La validità del test per la guida in stato di ebbrezza
La Cassazione ha respinto entrambe le argomentazioni. I giudici hanno chiarito che un referto medico basato su un metodo scientificamente accreditato come la gascromatografia costituisce una prova piena del reato. Non è sufficiente per la difesa invocare un margine di errore astratto o la possibilità teorica di un’analisi imprecisa. Al contrario, è onere della difesa fornire elementi di prova concreti che dimostrino l’inidoneità o l’inaffidabilità specifica di quell’accertamento. Ad esempio, provando errori nella conservazione del campione o nel funzionamento del macchinario utilizzato.
Le motivazioni: la ‘curva di Widmark’ non è una prova automatica
La Corte ha smontato anche la tesi basata sulla ‘curva di Widmark’. I giudici hanno spiegato che le tempistiche di assorbimento e smaltimento dell’alcol variano notevolmente da persona a persona, a seconda di molti fattori. La curva, quindi, rappresenta un modello generale e astratto, non una certezza applicabile automaticamente a ogni singolo caso. Affermare che il tasso alcolemico fosse in salita al momento dell’incidente è una semplice ipotesi. L’imputata non ha fornito alcun elemento concreto a sostegno di questa tesi, come ad esempio testimonianze sull’orario e la quantità di alcol assunti. L’improvviso sbandamento dell’auto, in assenza di altre cause evidenti, è stato considerato un fatto coerente con uno stato di alterazione già in atto al momento della guida.

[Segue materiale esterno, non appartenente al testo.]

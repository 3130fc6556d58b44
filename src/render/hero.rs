use glam::Vec2;
use rand::rngs::StdRng;
use rand::{Rng, SeedableRng};

use crate::config::{HeroConfig, Palette, StationColor};
use crate::core::{Canvas, DisplayContext, DrawOp, InputState, Layer, LayerOutput};
use crate::math::Color;

const PEAK_ALPHA: f32 = 0.8;

#[derive(Debug, Clone, Copy)]
struct HeroDot {
    /// Horizontal position as a share of the width
    x: f32,
    /// Diameter in pixels
    size: f32,
    duration: f32,
    delay: f32,
    color: Color,
}

impl HeroDot {
    /// Height share (1 = bottom edge) and alpha at `time`, `None` before the delay
    fn state(&self, time: f32) -> Option<(f32, f32)> {
        let local = time - self.delay;
        if local < 0.0 || self.duration <= 0.0 {
            return None;
        }
        let phase = local.rem_euclid(self.duration) / self.duration;
        let alpha = (phase * std::f32::consts::PI).sin() * PEAK_ALPHA;
        Some((1.0 - phase, alpha))
    }
}

/// Rising coloured dots drawn over the 3D scene
#[derive(Debug, Clone)]
pub struct HeroParticleLayer {
    dots: Vec<HeroDot>,
    time: f32,
}

impl HeroParticleLayer {
    pub fn new(config: &HeroConfig, palette: &Palette) -> Self {
        let mut rng = StdRng::seed_from_u64(config.seed);
        let span = |rng: &mut StdRng, lo: f32, hi: f32| {
            if hi > lo {
                rng.gen_range(lo..hi)
            } else {
                lo
            }
        };

        let dots = (0..config.count)
            .map(|_| HeroDot {
                x: rng.gen::<f32>(),
                size: span(&mut rng, config.min_size, config.max_size),
                duration: span(&mut rng, config.min_duration, config.max_duration),
                delay: span(&mut rng, 0.0, config.max_delay),
                color: palette.color(StationColor::ALL[rng.gen_range(0..StationColor::ALL.len())]),
            })
            .collect();

        Self { dots, time: 0.0 }
    }

    pub fn len(&self) -> usize {
        self.dots.len()
    }

    pub fn is_empty(&self) -> bool {
        self.dots.is_empty()
    }

    /// Dots past their start delay
    pub fn visible(&self) -> usize {
        self.dots.iter().filter(|d| d.state(self.time).is_some()).count()
    }
}

impl Layer for HeroParticleLayer {
    fn update(&mut self, delta: f32, _input: &InputState) {
        if delta.is_finite() && delta > 0.0 {
            self.time += delta;
        }
    }

    fn render(&self, context: &DisplayContext) -> LayerOutput {
        let (w, h) = (context.width as f32, context.height as f32);
        let mut canvas = Canvas::new(context.width, context.height);
        for dot in &self.dots {
            let Some((rise, alpha)) = dot.state(self.time) else {
                continue;
            };
            let radius = dot.size * 0.5;
            // Travel from just below the bottom edge to just above the top
            let y = -radius + rise * (h + dot.size);
            canvas.push(DrawOp::Disc {
                center: Vec2::new(dot.x * w, y),
                radius,
                color: dot.color.to_rgba8(alpha),
            });
        }
        canvas.flush();
        LayerOutput::new(canvas.pixels().to_vec())
    }

    fn priority(&self) -> i32 {
        10
    }
}
//! Self-contained timers - each accumulates delta time and decides when to fire

/// Throttled timer - minimum interval between fires
#[derive(Debug, Clone, Copy)]
pub struct Throttled {
    min_interval: f32,
    time_since_last: f32,
}

impl Throttled {
    /// Create throttled timer with minimum interval
    pub fn new(min_interval: f32) -> Self {
        Self {
            min_interval,
            time_since_last: 0.0,
        }
    }

    /// Attempt to fire, returns the time covered since the last fire
    pub fn try_tick(&mut self, delta: f32) -> Option<f32> {
        self.time_since_last += delta;

        if self.time_since_last >= self.min_interval {
            let covered = self.time_since_last;
            self.time_since_last = 0.0;
            Some(covered)
        } else {
            None
        }
    }
}

/// Countdown timer - fires once after duration
#[derive(Debug, Clone, Copy)]
pub struct Countdown {
    duration: f32,
    elapsed: f32,
    active: bool,
}

impl Countdown {
    /// Create inactive countdown
    pub fn new(duration: f32) -> Self {
        Self {
            duration,
            elapsed: 0.0,
            active: false,
        }
    }

    /// Start (or restart) the countdown
    pub fn start(&mut self) {
        self.elapsed = 0.0;
        self.active = true;
    }

    /// Tick with delta, returns true if completed
    pub fn tick(&mut self, delta: f32) -> bool {
        if !self.active {
            return false;
        }

        self.elapsed += delta;

        if self.elapsed >= self.duration {
            self.active = false;
            true
        } else {
            false
        }
    }
}

/// Frame rate meter reporting once per interval
#[derive(Debug, Clone, Copy)]
pub struct FpsMeter {
    window: Throttled,
    frames: u32,
    fps: f32,
}

impl FpsMeter {
    pub fn new(interval: f32) -> Self {
        Self {
            window: Throttled::new(interval),
            frames: 0,
            fps: 0.0,
        }
    }

    /// Count a frame; returns the new reading when the interval closes
    pub fn frame(&mut self, delta: f32) -> Option<f32> {
        self.frames += 1;
        let covered = self.window.try_tick(delta)?;
        self.fps = self.frames as f32 / covered.max(f32::EPSILON);
        self.frames = 0;
        Some(self.fps)
    }

    pub fn fps(&self) -> f32 {
        self.fps
    }
}
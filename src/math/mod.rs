mod aabb;
mod color;
mod curve;

pub use aabb::Aabb;
pub use color::Color;
pub use curve::{CurveKind, TrackCurve};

Le conclusioni: la condanna per guida in stato di ebbrezza è confermata
In conclusione, la Corte di Cassazione ha rigettato il ricorso e reso definitiva la condanna. La sentenza stabilisce un principio fondamentale: di fronte a un’analisi del sangue eseguita con metodi scientifici validi, la prova della guida in stato di ebbrezza si considera raggiunta. L’onere di smontare questa prova scientifica ricade interamente sulla difesa, che deve portare in giudizio fatti e circostanze specifiche, non mere ipotesi o teorie generali. Il semplice passare del tempo tra la guida e il test non è, da solo, sufficiente a invalidare il risultato.

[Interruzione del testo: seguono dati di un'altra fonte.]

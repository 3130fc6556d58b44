use glam::Vec2;

/// One RGBA8 pixel
pub type Rgba = [u8; 4];

/// 2D drawing operations for canvas.
/// Coordinates are in pixels, origin top-left; everything but `Clear` blends
/// source-over using the colour's alpha.
#[derive(Debug, Clone, Copy, PartialEq)]
pub enum DrawOp {
    /// Overwrite the whole canvas
    Clear(Rgba),

    /// Single pixel
    Pixel { x: i32, y: i32, color: Rgba },

    /// Line segment of the given width
    Line { from: Vec2, to: Vec2, width: f32, color: Rgba },

    /// Filled disc
    Disc { center: Vec2, radius: f32, color: Rgba },

    /// Filled triangle, either winding
    Triangle { a: Vec2, b: Vec2, c: Vec2, color: Rgba },
}

/// Canvas state - pixel buffer with pending draw operations
#[derive(Debug, Clone)]
pub struct Canvas {
    pixels: Vec<Rgba>,
    operations: Vec<DrawOp>,
    width: u32,
    height: u32,
}

impl Canvas {
    /// Create new, fully transparent canvas
    pub fn new(width: u32, height: u32) -> Self {
        Self {
            pixels: vec![[0; 4]; width as usize * height as usize],
            operations: Vec::new(),
            width,
            height,
        }
    }

    /// Queue a draw operation
    pub fn push(&mut self, op: DrawOp) {
        self.operations.push(op);
    }

    /// Execute and drain all pending operations
    pub fn flush(&mut self) {
        let ops = std::mem::take(&mut self.operations);
        for op in &ops {
            self.execute_op(op);
        }
        // Keep the allocation for the next frame
        self.operations = ops;
        self.operations.clear();
    }

    /// Change dimensions; contents and pending ops are discarded
    pub fn resize(&mut self, width: u32, height: u32) {
        if (width, height) == (self.width, self.height) {
            return;
        }
        self.width = width;
        self.height = height;
        self.pixels = vec![[0; 4]; width as usize * height as usize];
        self.operations.clear();
    }

    fn execute_op(&mut self, op: &DrawOp) {
        match *op {
            DrawOp::Clear(color) => self.pixels.fill(color),
            DrawOp::Pixel { x, y, color } => self.blend(x, y, color),
            DrawOp::Line { from, to, width, color } => self.draw_line(from, to, width, color),
            DrawOp::Disc { center, radius, color } => self.draw_disc(center, radius, color),
            DrawOp::Triangle { a, b, c, color } => self.draw_triangle(a, b, c, color),
        }
    }

    /// Source-over blend one pixel, silently clipping
    fn blend(&mut self, x: i32, y: i32, src: Rgba) {
        if x < 0 || y < 0 || x >= self.width as i32 || y >= self.height as i32 {
            return;
        }
        let idx = y as usize * self.width as usize + x as usize;

        if src[3] == 255 {
            self.pixels[idx] = src;
            return;
        }
        if src[3] == 0 {
            return;
        }

        let dst = self.pixels[idx];
        let a = src[3] as f32 / 255.0;
        let inv = 1.0 - a;
        let mix = |s: u8, d: u8| (s as f32 * a + d as f32 * inv + 0.5) as u8;

        self.pixels[idx] = [
            mix(src[0], dst[0]),
            mix(src[1], dst[1]),
            mix(src[2], dst[2]),
            (src[3] as f32 + dst[3] as f32 * inv + 0.5).min(255.0) as u8,
        ];
    }

    fn draw_line(&mut self, from: Vec2, to: Vec2, width: f32, color: Rgba) {
        if !(from.is_finite() && to.is_finite()) {
            return;
        }

        if width > 1.5 {
            let dir = (to - from).normalize_or_zero();
            if dir == Vec2::ZERO {
                self.draw_disc(from, width * 0.5, color);
                return;
            }
            let side = dir.perp() * (width * 0.5);
            self.draw_triangle(from - side, from + side, to + side, color);
            self.draw_triangle(from - side, to + side, to - side, color);
            return;
        }

        // DDA, one pixel per step along the major axis
        let Some((from, to)) = self.clip_segment(from, to) else {
            return;
        };
        let delta = to - from;
        let steps = delta.x.abs().max(delta.y.abs()).ceil().max(1.0) as i32;
        let step = delta / steps as f32;
        let mut p = from;
        for _ in 0..=steps {
            self.blend(p.x.round() as i32, p.y.round() as i32, color);
            p += step;
        }
    }

    fn draw_disc(&mut self, center: Vec2, radius: f32, color: Rgba) {
        if !center.is_finite() || !radius.is_finite() {
            return;
        }
        if radius < 0.75 {
            self.blend(center.x.round() as i32, center.y.round() as i32, color);
            return;
        }

        let r_sq = radius * radius;
        let (x0, x1) = self.clip_x(center.x - radius, center.x + radius);
        let (y0, y1) = self.clip_y(center.y - radius, center.y + radius);

        for y in y0..=y1 {
            let dy = y as f32 + 0.5 - center.y;
            for x in x0..=x1 {
                let dx = x as f32 + 0.5 - center.x;
                if dx * dx + dy * dy <= r_sq {
                    self.blend(x, y, color);
                }
            }
        }
    }

    fn draw_triangle(&mut self, a: Vec2, b: Vec2, c: Vec2, color: Rgba) {
        if !(a.is_finite() && b.is_finite() && c.is_finite()) {
            return;
        }

        let area = edge(a, b, c);
        if area.abs() < 1e-6 {
            return;
        }
        // Normalise to counter-clockwise so inside means all edges >= 0
        let (b, c) = if area < 0.0 { (c, b) } else { (b, c) };

        let (x0, x1) = self.clip_x(a.x.min(b.x).min(c.x), a.x.max(b.x).max(c.x));
        let (y0, y1) = self.clip_y(a.y.min(b.y).min(c.y), a.y.max(b.y).max(c.y));

        for y in y0..=y1 {
            for x in x0..=x1 {
                let p = Vec2::new(x as f32 + 0.5, y as f32 + 0.5);
                if edge(a, b, p) >= 0.0 && edge(b, c, p) >= 0.0 && edge(c, a, p) >= 0.0 {
                    self.blend(x, y, color);
                }
            }
        }
    }

    /// Liang-Barsky clip against the canvas plus a one pixel margin, in f64
    /// since off-screen endpoints can sit near 1e8
    fn clip_segment(&self, a: Vec2, b: Vec2) -> Option<(Vec2, Vec2)> {
        let (a, b) = (a.as_dvec2(), b.as_dvec2());
        let (w, h) = (self.width as f64, self.height as f64);
        let d = b - a;
        let (mut t0, mut t1) = (0.0f64, 1.0f64);
        for (p, q) in [(-d.x, a.x + 1.0), (d.x, w - a.x), (-d.y, a.y + 1.0), (d.y, h - a.y)] {
            if p == 0.0 {
                if q < 0.0 {
                    return None;
                }
            } else if p < 0.0 {
                t0 = t0.max(q / p);
            } else {
                t1 = t1.min(q / p);
            }
        }
        (t0 <= t1).then(|| ((a + d * t0).as_vec2(), (a + d * t1).as_vec2()))
    }

    fn clip_x(&self, lo: f32, hi: f32) -> (i32, i32) {
        let max = self.width as i32 - 1;
        ((lo.floor() as i32).max(0), (hi.ceil() as i32).min(max))
    }

    fn clip_y(&self, lo: f32, hi: f32) -> (i32, i32) {
        let max = self.height as i32 - 1;
        ((lo.floor() as i32).max(0), (hi.ceil() as i32).min(max))
    }

    /// Get pixel buffer
    pub fn pixels(&self) -> &[Rgba] {
        &self.pixels
    }

}

/// Twice the signed area of (a, b, p); positive when p is left of a→b
fn edge(a: Vec2, b: Vec2, p: Vec2) -> f32 {
    (b.x - a.x) * (p.y - a.y) - (b.y - a.y) * (p.x - a.x)
}

#[cfg(test)]
mod tests {
    use super::*;

    const RED: Rgba = [255, 0, 0, 255];
    const CLEAR: Rgba = [0, 0, 0, 0];

    fn painted(width: u32, height: u32, ops: &[DrawOp]) -> Canvas {
        let mut canvas = Canvas::new(width, height);
        for op in ops {
            canvas.push(*op);
        }
        canvas.flush();
        canvas
    }

    impl Canvas {
        fn pixel(&self, x: u32, y: u32) -> Option<Rgba> {
            (x < self.width && y < self.height).then(|| self.pixels[(y * self.width + x) as usize])
        }
    }

    #[test]
    fn canvas_creation() {
        let canvas = Canvas::new(100, 50);
        assert_eq!(canvas.pixels().len(), 100 * 50);
        assert_eq!(canvas.pixel(0, 0), Some(CLEAR));
        assert_eq!(canvas.pixel(100, 0), None);
    }

    #[test]
    fn canvas_clear() {
        let mut canvas = painted(10, 10, &[DrawOp::Clear(RED)]);
        assert_eq!(canvas.pixel(0, 0), Some(RED));
        assert_eq!(canvas.pixel(9, 9), Some(RED));

        // Flushed ops are not replayed
        canvas.pixels.fill(CLEAR);
        canvas.flush();
        assert_eq!(canvas.pixel(0, 0), Some(CLEAR));
    }

    #[test]
    fn canvas_half_alpha_blends() {
        let canvas = painted(
            1,
            1,
            &[
                DrawOp::Clear([0, 0, 0, 255]),
                DrawOp::Pixel { x: 0, y: 0, color: [255, 255, 255, 128] },
            ],
        );
        let px = canvas.pixel(0, 0).unwrap();
        assert!((px[0] as i32 - 128).abs() <= 1);
        assert_eq!(px[3], 255);
    }

    #[test]
    fn canvas_bounds_checking() {
        let canvas = painted(
            10,
            10,
            &[
                DrawOp::Pixel { x: 100, y: -3, color: RED },
                DrawOp::Disc { center: Vec2::new(-50.0, -50.0), radius: 10.0, color: RED },
            ],
        );
        assert!(canvas.pixels().iter().all(|p| *p == CLEAR));
    }

    #[test]
    fn canvas_disc() {
        let canvas = painted(50, 50, &[DrawOp::Disc { center: Vec2::new(25.0, 25.0), radius: 5.0, color: RED }]);
        assert_eq!(canvas.pixel(25, 25), Some(RED));
        assert_eq!(canvas.pixel(25, 22), Some(RED));
        assert_eq!(canvas.pixel(25, 35), Some(CLEAR));
    }

    #[test]
    fn canvas_triangle_either_winding() {
        for (b, c) in [
            (Vec2::new(20.0, 0.0), Vec2::new(0.0, 20.0)),
            (Vec2::new(0.0, 20.0), Vec2::new(20.0, 0.0)),
        ] {
            let canvas = painted(20, 20, &[DrawOp::Triangle { a: Vec2::ZERO, b, c, color: RED }]);
            assert_eq!(canvas.pixel(3, 3), Some(RED));
            assert_eq!(canvas.pixel(18, 18), Some(CLEAR));
        }
    }

    #[test]
    fn canvas_thin_line_endpoints() {
        let canvas = painted(
            50,
            50,
            &[DrawOp::Line {
                from: Vec2::new(10.0, 10.0),
                to: Vec2::new(20.0, 20.0),
                width: 1.0,
                color: RED,
            }],
        );
        assert_eq!(canvas.pixel(10, 10), Some(RED));
        assert_eq!(canvas.pixel(20, 20), Some(RED));
        assert_eq!(canvas.pixel(15, 15), Some(RED));
    }

    #[test]
    fn canvas_thin_line_far_off_screen_is_clipped() {
        // Endpoints like these come from points just past the near plane
        let canvas = painted(
            10,
            10,
            &[
                DrawOp::Line {
                    from: Vec2::new(-1e8, 5.0),
                    to: Vec2::new(1e8, 5.0),
                    width: 1.0,
                    color: RED,
                },
                DrawOp::Line {
                    from: Vec2::new(-1e8, -1e8),
                    to: Vec2::new(-2e8, 3e7),
                    width: 1.0,
                    color: RED,
                },
            ],
        );
        for x in 0..10 {
            assert_eq!(canvas.pixel(x, 5), Some(RED));
            assert_eq!(canvas.pixel(x, 4), Some(CLEAR));
            assert_eq!(canvas.pixel(x, 6), Some(CLEAR));
        }
    }

    #[test]
    fn canvas_thick_line_covers_width() {
        let canvas = painted(
            50,
            50,
            &[DrawOp::Line {
                from: Vec2::new(5.0, 25.0),
                to: Vec2::new(45.0, 25.0),
                width: 6.0,
                color: RED,
            }],
        );
        assert_eq!(canvas.pixel(25, 23), Some(RED));
        assert_eq!(canvas.pixel(25, 26), Some(RED));
        assert_eq!(canvas.pixel(25, 30), Some(CLEAR));
    }

    #[test]
    fn canvas_non_finite_ignored() {
        let canvas = painted(
            10,
            10,
            &[DrawOp::Line {
                from: Vec2::new(f32::NAN, 0.0),
                to: Vec2::new(5.0, 5.0),
                width: 3.0,
                color: RED,
            }],
        );
        assert!(canvas.pixels().iter().all(|p| p[3] == 0));
    }

    #[test]
    fn canvas_resize_discards() {
        let mut canvas = painted(4, 4, &[DrawOp::Clear(RED)]);
        canvas.resize(8, 2);
        assert_eq!(canvas.pixels().len(), 16);
        assert_eq!(canvas.pixel(0, 0), Some(CLEAR));
    }
}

Un test alcolemico fatto molto dopo l’incidente è sempre valido?
Sì, secondo la Cassazione un test scientificamente valido, come la gascromatografia, è considerato prova affidabile. Spetta alla difesa dimostrare, con elementi concreti, che il risultato non è attendibile o che il tasso alcolemico al momento della guida era inferiore.
Il margine di errore di un’analisi del sangue può annullare il reato di guida in stato di ebbrezza?
Dipende. Se il valore riscontrato, anche sottraendo il margine di errore dichiarato dal laboratorio, rimane sopra la soglia di legge, il reato sussiste. La difesa deve contestare l’affidabilità del metodo specifico, non basta invocare un margine di errore generico.
Chi deve provare che il tasso alcolemico stava salendo o scendendo?
L’accusa deve provare il superamento del limite con un referto valido. Se la difesa sostiene che il tasso era più basso al momento della guida perché in fase di assorbimento (la cosiddetta ‘curva di Widmark’), deve fornire elementi di prova a sostegno di questa tesi. Non è una deduzione automatica.